Thanks raygun, any tweaks there would be appreciated. Another culprit is it seems that AM doesn't use sub-pixel anti-aliasing (clear type, et al), which probably exacerbates the problem on arcade monitor CRTs.
-
Vita-
Thanks for the advice. And, I agree with the motto " less is more ". The less is more concept just started to sink in my brain recently when I realized that most of my layouts looked like pixel explosions. And, I was trying to put pixels everywhere because I was worried about having too much negative space. But, I guess that is all part of the learning process.
Everyone goes through that phase, even most professional designers struggle with it. It's also incredible how difficult the "less is more" philosophy is to implement. Our human nature is to always add more "stuff", lest it not look "complete". But the best interfaces actually tend to be invisible to the user (they just work and become second nature). And those interfaces take by far the most time to design even though there's less stuff in them.
If it helps, try a design where you focus on one specific thing, and let it be the "star". Say it's the game screenshots, really make them stand out, and minimize the influence of most of the other things (which will help give the images priority). Many people make the mistake of giving priority to lots of different things on the screen, but if you give priority to everything then nothing truly has priority. People won't know what it is they're supposed to look at. In a proper design it should be immediately obvious what the focal point is supposed to be. And everything else flows down from that.
-
Sub pixel anti aliasing is something you definitely want off with an arcade CRT ;)
Planning on using bitmap fonts at their native resolution?
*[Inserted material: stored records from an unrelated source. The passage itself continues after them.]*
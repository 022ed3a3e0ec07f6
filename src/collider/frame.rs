//! 碰撞体坐标系
//!
//! 平移 + 旋转 + 等比缩放。半径、长度等标量按缩放换算到本地单位。

use std::ops::Mul;

use glam::{Vec3, Quat};

/// 碰撞体坐标系
#[derive(Clone, Copy, Debug, PartialEq)]
pub struct Frame {
    pub translation: Vec3,
    pub rotation: Quat,
    /// 等比缩放
    pub scale: f32,
}

impl Default for Frame {
    fn default() -> Self {
        Self::IDENTITY
    }
}

impl Frame {
    pub const IDENTITY: Self = Self {
        translation: Vec3::ZERO,
        rotation: Quat::IDENTITY,
        scale: 1.0,
    };

    #[inline]
    pub fn new(translation: Vec3, rotation: Quat) -> Self {
        Self { translation, rotation, scale: 1.0 }
    }

    #[inline]
    pub fn from_translation(translation: Vec3) -> Self {
        Self::new(translation, Quat::IDENTITY)
    }

    #[inline]
    pub fn with_scale(mut self, scale: f32) -> Self {
        self.scale = scale;
        self
    }

    /// 缩放有效（可逆）
    #[inline]
    pub fn is_valid(&self) -> bool {
        self.scale > f32::EPSILON && self.scale.is_finite()
    }

    #[inline]
    pub fn to_local_point(&self, p: Vec3) -> Vec3 {
        (self.rotation.inverse() * (p - self.translation)) / self.scale
    }

    #[inline]
    pub fn to_world_point(&self, p: Vec3) -> Vec3 {
        self.translation + self.rotation * (p * self.scale)
    }

    #[inline]
    pub fn to_world_direction(&self, d: Vec3) -> Vec3 {
        self.rotation * d
    }

    #[inline]
    pub fn to_local_length(&self, length: f32) -> f32 {
        length / self.scale
    }

    #[inline]
    pub fn to_world_length(&self, length: f32) -> f32 {
        length * self.scale
    }

    /// 本地 Y 轴（世界空间）
    #[inline]
    pub fn up(&self) -> Vec3 {
        self.rotation * Vec3::Y
    }

    /// 本地 Z 轴（世界空间）
    #[inline]
    pub fn forward(&self) -> Vec3 {
        self.rotation * Vec3::Z
    }
}

/// 坐标系复合：parent * child
impl Mul for Frame {
    type Output = Frame;

    fn mul(self, child: Frame) -> Frame {
        Frame {
            translation: self.to_world_point(child.translation),
            rotation: (self.rotation * child.rotation).normalize(),
            scale: self.scale * child.scale,
        }
    }
}
impl SpringBone {
    /// 按当前姿态创建骨骼
    ///
    /// 静止尾端由子节点推导（忽略 pivot 节点），没有子节点时返回 `NoValidChild`。
    pub fn new<P: PoseTable + ?Sized>(settings: &SpringBoneSettings, pose: &P) -> Result<Self> {
        settings.validate()?;

        let node = settings.node;
        if !pose.contains(node) {
            return Err(SpringError::NodeOutOfRange(node));
        }
        let name = pose.name(node).to_string();
        let parent = pose
            .parent(node)
            .ok_or_else(|| SpringError::MissingParent(name.clone()))?;
        if let Some(pivot) = settings.pivot {
            if !pose.contains(pivot) {
                return Err(SpringError::NodeOutOfRange(pivot));
            }
        }
        if let Some(&target) = settings.length_limit_targets.iter().find(|&&t| !pose.contains(t)) {
            return Err(SpringError::NodeOutOfRange(target));
        }

        let rest_tail = rest_tail_position(pose, node)
            .ok_or_else(|| SpringError::NoValidChild(name.clone()))?;

        let head = pose.world_position(node);
        let local_tail = pose.world_rotation(node).inverse() * (rest_tail - head);
        let bone_axis = local_tail.try_normalize().unwrap_or(DEFAULT_BONE_AXIS);
        let spring_length = head.distance(rest_tail);

        let length_limits = settings
            .length_limit_targets
            .iter()
            .map(|&target| LengthLimit {
                target,
                rest_distance: pose.world_position(target).distance(rest_tail),
            })
            .collect();

        let initial_local_rotation = pose.local_rotation(node);

        Ok(Self {
            name,
            node,
            parent,
            pivot: settings.pivot,
            stiffness_force: settings.stiffness_force,
            drag_force: settings.drag_force,
            spring_force: settings.spring_force,
            angular_stiffness: settings.angular_stiffness,
            y_angle_limits: settings.y_angle_limits,
            z_angle_limits: settings.z_angle_limits,
            radius: settings.radius,
            colliders: settings.colliders.clone(),
            bone_axis,
            spring_length,
            initial_local_rotation,
            length_limits,
            curr_tip: rest_tail,
            prev_tip: rest_tail,
            animated_rotation: initial_local_rotation,
            collision_cooldown: 0,
            flags: StepFlags::empty(),
        })
    }

    // ========== 访问器 ==========

    pub fn name(&self) -> &str {
        &self.name
    }

    pub fn node(&self) -> NodeId {
        self.node
    }

    pub fn parent(&self) -> NodeId {
        self.parent
    }

    pub fn pivot(&self) -> Option<NodeId> {
        self.pivot
    }

    /// 静止方向（骨骼本地空间，单位向量）
    pub fn bone_axis(&self) -> Vec3 {
        self.bone_axis
    }

    pub fn spring_length(&self) -> f32 {
        self.spring_length
    }

    pub fn current_tip(&self) -> Vec3 {
        self.curr_tip
    }

    pub fn previous_tip(&self) -> Vec3 {
        self.prev_tip
    }

    pub fn collision_cooldown(&self) -> u32 {
        self.collision_cooldown
    }

    pub fn length_limits(&self) -> &[LengthLimit] {
        &self.length_limits
    }

    pub fn flags(&self) -> StepFlags {
        self.flags
    }

    /// 复制动力学参数（不含静止姿态与动态状态）
    pub fn copy_dynamics_to(&self, target: &mut SpringBone) {
        target.stiffness_force = self.stiffness_force;
        target.drag_force = self.drag_force;
        target.spring_force = self.spring_force;
        target.angular_stiffness = self.angular_stiffness;
        self.y_angle_limits.copy_to(&mut target.y_angle_limits);
        self.z_angle_limits.copy_to(&mut target.z_angle_limits);
        target.radius = self.radius;
        target.colliders = self.colliders.clone();
    }

    // ========== 单步 ==========

    /// 完整执行一步并写回本地旋转
    pub fn step<P: PoseTable + ?Sized>(
        &mut self,
        pose: &mut P,
        colliders: &ColliderSet,
        params: &StepParams,
        animated: bool,
        log: &mut CollisionLog,
    ) {
        self.flags = if animated { StepFlags::ANIMATED } else { StepFlags::empty() };

        self.update_spring(&*pose, params.dt, params.external_force);
        self.apply_length_limits(&*pose, params.dt, params.length_limit_spring_constant);
        self.resolve_collisions(&*pose, colliders, params, log);
        self.apply_angle_limits(&*pose, params.dt);
        let rotation = self.compute_rotation(&*pose, params.dynamic_ratio);
        pose.set_local_rotation(self.node, rotation);
    }

    /// 静止姿态下（由父节点当前朝向驱动）的尾端位置
    pub fn rest_tip_position<P: PoseTable + ?Sized>(&self, pose: &P) -> Vec3 {
        let base_rotation = pose.world_rotation(self.parent) * self.initial_local_rotation;
        pose.world_position(self.node) + base_rotation * self.bone_axis * self.spring_length
    }

    /// 积分：胡克力 + 外力，Verlet 推进后投影回刚性杆长度
    pub fn update_spring<P: PoseTable + ?Sized>(&mut self, pose: &P, dt: f32, external_force: Vec3) {
        self.animated_rotation = pose.local_rotation(self.node);

        let target = self.rest_tip_position(pose);
        let mut force = self.stiffness_force * (target - self.curr_tip);
        force += self.spring_force + external_force;
        force *= 0.5 * dt * dt;

        let temp = self.curr_tip;
        force += (1.0 - self.drag_force) * (self.curr_tip - self.prev_tip);
        self.curr_tip += force;
        self.prev_tip = temp;

        let head = pose.world_position(self.node);
        let to_tip = self.curr_tip - head;
        let length = to_tip.length();
        let direction = if length <= MIN_BONE_LENGTH {
            pose.world_rotation(self.node) * self.bone_axis
        } else {
            to_tip / length
        };
        self.curr_tip = head + self.spring_length * direction;

        self.collision_cooldown = self.collision_cooldown.saturating_sub(1);
    }

    /// 长度限制：对每个目标独立施加胡克拉力，单次累加
    pub fn apply_length_limits<P: PoseTable + ?Sized>(&mut self, pose: &P, dt: f32, spring_constant: f32) {
        if self.length_limits.is_empty() {
            return;
        }

        let multiplier = spring_constant * dt * dt;
        let mut movement = Vec3::ZERO;
        for limit in &self.length_limits {
            let target_to_tip = self.curr_tip - pose.world_position(limit.target);
            let distance = target_to_tip.length();
            let from_equilibrium = distance - limit.rest_distance;
            movement -= multiplier * from_equilibrium * target_to_tip.normalize_or_zero();
        }
        self.curr_tip += movement;
    }

    /// 地面与碰撞体
    ///
    /// 冷却结束时先测地面；地面没有碰撞才依次测胶囊体、球体、面板。
    /// 返回本步是否发生碰撞。
    pub fn resolve_collisions<P: PoseTable + ?Sized>(
        &mut self,
        pose: &P,
        colliders: &ColliderSet,
        params: &StepParams,
        log: &mut CollisionLog,
    ) -> bool {
        let head = pose.world_position(self.node);

        let mut had_collision = false;
        if self.collision_cooldown == 0 {
            if let Some(ground) = &params.ground {
                had_collision = self.check_ground_collision(pose, head, ground, params, log);
            }
        }
        if !had_collision {
            had_collision = self.check_collider_collisions(head, colliders, params, log);
        }
        had_collision
    }

    fn check_ground_collision<P: PoseTable + ?Sized>(
        &mut self,
        pose: &P,
        head: Vec3,
        ground: &GroundPlane,
        params: &StepParams,
        log: &mut CollisionLog,
    ) -> bool {
        let (new_tail, status) = ground.resolve(head, self.curr_tip, self.radius);
        if !status.is_collision() {
            return false;
        }

        self.curr_tip = new_tail;
        self.prev_tip = new_tail;
        self.curr_tip = self.fix_length(
            pose,
            head,
            params.ground_min_length_ratio * self.spring_length,
            self.spring_length,
        );
        self.collision_cooldown = params.cooldown_frames;
        self.flags |= StepFlags::GROUND_CONTACT;
        log.record(self.node, ground.contact_point(self.curr_tip), self.radius, status);
        true
    }

    fn check_collider_collisions(
        &mut self,
        head: Vec3,
        colliders: &ColliderSet,
        params: &StepParams,
        log: &mut CollisionLog,
    ) -> bool {
        let mut had_collision = false;
        for kind in COLLIDER_ORDER {
            for &id in &self.colliders {
                let Some(collider) = colliders.get(id) else {
                    continue;
                };
                if collider.kind() != kind || !collider.is_active() {
                    continue;
                }

                let (new_tail, status) = collider.resolve(head, self.curr_tip, self.radius, self.spring_length);
                if !status.is_collision() {
                    continue;
                }
                self.curr_tip = new_tail;
                had_collision = true;
                if status == CollisionStatus::HeadEmbedded {
                    self.flags |= StepFlags::HEAD_EMBEDDED;
                }
                log.record(self.node, collider.contact_point(new_tail), self.radius, status);
            }
        }

        if had_collision {
            self.prev_tip = self.curr_tip;
            self.collision_cooldown = params.cooldown_frames;
            self.flags |= StepFlags::COLLIDED;
        }
        had_collision
    }

    /// 把尾端到头部的距离夹到 [min_length, max_length]
    fn fix_length<P: PoseTable + ?Sized>(&self, pose: &P, head: Vec3, min_length: f32, max_length: f32) -> Vec3 {
        let head_to_tip = self.curr_tip - head;
        let length = head_to_tip.length();
        if length <= MIN_BONE_LENGTH {
            return self.curr_tip + pose.world_rotation(self.node) * self.bone_axis * min_length;
        }
        let new_length = length.max(min_length).min(max_length);
        head + head_to_tip * (new_length / length)
    }

    /// 角度限制（先 Y 后 Z）
    ///
    /// pivot 的 -X 为前方；Y 限制以 -Y 为侧向、-Z 为上方，Z 限制反之。
    pub fn apply_angle_limits<P: PoseTable + ?Sized>(&mut self, pose: &P, dt: f32) {
        if !self.y_angle_limits.active && !self.z_angle_limits.active {
            return;
        }
        let Some(pivot) = self.pivot else {
            return;
        };

        let head = pose.world_position(self.node);
        let pivot_rotation = pose.world_rotation(pivot);
        let forward = -(pivot_rotation * Vec3::X);
        let pivot_up = pivot_rotation * Vec3::Y;
        let pivot_forward = pivot_rotation * Vec3::Z;

        let mut vector = self.curr_tip - head;
        let mut clamped = false;
        if self.y_angle_limits.active {
            let (v, c) = self.y_angle_limits.constrain(
                -pivot_up, -pivot_forward, forward, self.angular_stiffness, dt, vector,
            );
            vector = v;
            clamped |= c;
        }
        if self.z_angle_limits.active {
            let (v, c) = self.z_angle_limits.constrain(
                -pivot_forward, -pivot_up, forward, self.angular_stiffness, dt, vector,
            );
            vector = v;
            clamped |= c;
        }
        if clamped {
            self.flags |= StepFlags::ANGLE_CLAMPED;
        }
        self.curr_tip = head + vector;
    }

    /// 由尾端位置计算本地旋转，并与动画旋转混合
    ///
    /// 尾端非有限值时重置到静止位置。
    pub fn compute_rotation<P: PoseTable + ?Sized>(&mut self, pose: &P, dynamic_ratio: f32) -> Quat {
        if !self.curr_tip.is_finite() {
            log::warn!("[SpringBone] '{}' 数值发散，重置到静止位置", self.name);
            self.curr_tip = self.rest_tip_position(pose);
            self.prev_tip = self.curr_tip;
            self.flags |= StepFlags::RECOVERED;
        }

        let base_rotation = pose.world_rotation(self.parent) * self.initial_local_rotation;
        let world_bone = self.curr_tip - pose.world_position(self.node);
        let local_bone = (base_rotation.inverse() * world_bone)
            .try_normalize()
            .unwrap_or(self.bone_axis);

        let aim_rotation = Quat::from_rotation_arc(self.bone_axis, local_bone);
        let physical_rotation = (self.initial_local_rotation * aim_rotation).normalize();
        self.animated_rotation.slerp(physical_rotation, dynamic_ratio.clamp(0.0, 1.0))
    }

    // ========== 诊断 / 重置 ==========

    /// 头部是否在任一关联碰撞体内
    pub fn is_head_inside_collider<P: PoseTable + ?Sized>(&self, pose: &P, colliders: &ColliderSet) -> bool {
        let head = pose.world_position(self.node);
        self.colliders
            .iter()
            .filter_map(|&id| colliders.get(id))
            .any(|c| c.is_active() && c.contains(head))
    }

    /// 尾端回到静止位置，清除冷却与标志
    pub fn reset<P: PoseTable + ?Sized>(&mut self, pose: &P) {
        self.curr_tip = self.rest_tip_position(pose);
        self.prev_tip = self.curr_tip;
        self.collision_cooldown = 0;
        self.flags = StepFlags::empty();
    }
}
//! 碰撞体
//!
//! 三种解析碰撞体（球体 / 胶囊体 / 面板）组成封闭的 tagged union，
//! 统一通过 `Collider::resolve` 修正骨骼尾端位置。
//! 碰撞计算都在碰撞体本地空间完成，结果再变换回世界空间。

mod frame;
mod sphere;
mod capsule;
mod panel;
mod set;
mod debug;

pub use frame::Frame;
pub use sphere::SphereCollider;
pub use capsule::CapsuleCollider;
pub use panel::{Axis, GroundPlane, PanelCollider, resolve_aligned_plane};
pub use set::{Attachment, ColliderId, ColliderSet};
pub use debug::{CollisionLog, CollisionRecord};

use glam::Vec3;

/// 半径小于此值的碰撞体不参与检测
pub const MIN_COLLIDER_RADIUS: f32 = 0.0001;

/// 单次碰撞检测结果
#[derive(Clone, Copy, Debug, Default, PartialEq, Eq, Hash)]
pub enum CollisionStatus {
    /// 未碰撞
    #[default]
    NoCollision,
    /// 骨骼头部已嵌入碰撞体，只能把尾端推出
    HeadEmbedded,
    /// 尾端碰撞，已投影回表面
    TailCollision,
}

impl CollisionStatus {
    #[inline]
    pub fn is_collision(self) -> bool {
        self != CollisionStatus::NoCollision
    }
}

/// 接触点（仅用于诊断）
#[derive(Clone, Copy, Debug, PartialEq)]
pub struct ContactPoint {
    pub position: Vec3,
    pub normal: Vec3,
}

/// 碰撞体种类
#[derive(Clone, Copy, Debug, PartialEq, Eq, Hash)]
pub enum ColliderKind {
    Sphere,
    Capsule,
    Panel,
}

/// 碰撞体
#[derive(Clone, Debug)]
pub enum Collider {
    Sphere(SphereCollider),
    Capsule(CapsuleCollider),
    Panel(PanelCollider),
}

impl Collider {
    #[inline]
    pub fn kind(&self) -> ColliderKind {
        match self {
            Collider::Sphere(_) => ColliderKind::Sphere,
            Collider::Capsule(_) => ColliderKind::Capsule,
            Collider::Panel(_) => ColliderKind::Panel,
        }
    }

    /// 启用且尺寸有效
    pub fn is_active(&self) -> bool {
        match self {
            Collider::Sphere(c) => c.is_active(),
            Collider::Capsule(c) => c.is_active(),
            Collider::Panel(c) => c.is_active(),
        }
    }

    pub fn frame(&self) -> &Frame {
        match self {
            Collider::Sphere(c) => &c.frame,
            Collider::Capsule(c) => &c.frame,
            Collider::Panel(c) => &c.frame,
        }
    }

    pub fn frame_mut(&mut self) -> &mut Frame {
        match self {
            Collider::Sphere(c) => &mut c.frame,
            Collider::Capsule(c) => &mut c.frame,
            Collider::Panel(c) => &mut c.frame,
        }
    }

    pub fn set_enabled(&mut self, enabled: bool) {
        match self {
            Collider::Sphere(c) => c.enabled = enabled,
            Collider::Capsule(c) => c.enabled = enabled,
            Collider::Panel(c) => c.enabled = enabled,
        }
    }

    /// 修正尾端位置
    ///
    /// `bone_length` 只有面板需要（判断整根骨骼是否埋在面板下）。
    pub fn resolve(
        &self,
        head: Vec3,
        tail: Vec3,
        tail_radius: f32,
        bone_length: f32,
    ) -> (Vec3, CollisionStatus) {
        match self {
            Collider::Sphere(c) => c.resolve(head, tail, tail_radius),
            Collider::Capsule(c) => c.resolve(head, tail, tail_radius),
            Collider::Panel(c) => c.resolve(head, tail, tail_radius, bone_length),
        }
    }

    /// 点是否在碰撞体内（面板没有体积，恒为 false）
    pub fn contains(&self, point: Vec3) -> bool {
        match self {
            Collider::Sphere(c) => c.contains(point),
            Collider::Capsule(c) => c.contains(point),
            Collider::Panel(_) => false,
        }
    }

    /// 带半径的线段是否与碰撞体相交
    pub fn intersects_segment(&self, a: Vec3, b: Vec3, segment_radius: f32) -> bool {
        match self {
            Collider::Sphere(c) => c.intersects_segment(a, b, segment_radius),
            Collider::Capsule(c) => c.intersects_segment(a, b, segment_radius),
            Collider::Panel(c) => c.intersects_segment(a, b, segment_radius),
        }
    }

    /// 尾端对应的表面接触点
    pub fn contact_point(&self, tail: Vec3) -> ContactPoint {
        match self {
            Collider::Sphere(c) => c.contact_point(tail),
            Collider::Capsule(c) => c.contact_point(tail),
            Collider::Panel(c) => c.contact_point(tail),
        }
    }
}

impl From<SphereCollider> for Collider {
    fn from(c: SphereCollider) -> Self {
        Collider::Sphere(c)
    }
}

impl From<CapsuleCollider> for Collider {
    fn from(c: CapsuleCollider) -> Self {
        Collider::Capsule(c)
    }
}

impl From<PanelCollider> for Collider {
    fn from(c: PanelCollider) -> Self {
        Collider::Panel(c)
    }
}

/// 归一化，长度过小时返回 fallback
#[inline]
pub(crate) fn direction_or(v: Vec3, fallback: Vec3) -> Vec3 {
    v.try_normalize().unwrap_or(fallback)
}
I've never seen a vector font rendered nicely in 320x240 without using anti-aliasing.
Curious as to what your plan is.
-
The biggest problem (IMO) I see people do is they try to do too much or be too "cute". They try to cram every last pixel with something to make it visually "impressive". Usually this just adds too much visual noise and overwhelms the interface.
I am not a designer by any means but I do agree with you there. I used another front end but..it dragged the system with everything they crammed into it. (the front end should not take more power to run than the emulator itself!) I found another that was "perfect". It was simple that is all I wanted just something to let the user know where they were. I used emuchrist’s themes because it let me have a "running theme" it made the front end "flow" but yet you knew where you were. Thus it looked "clean and professional" even though it was "plain".
The reason "simple" works (and you need it simple)..is because you don't know who is going to use your cab or machine and with to much going on you can overwhelm them. Besides they just want to play it anyway..once the "cool factor" wears off they don't care how it looks...just that it works.
Yeah gaming on a PC is better because it's bigger and badder because you can have the best graphics blah blah...but you'll notice that console market is "thriving". Why? Because I can just "put my game in and play". It' s simple.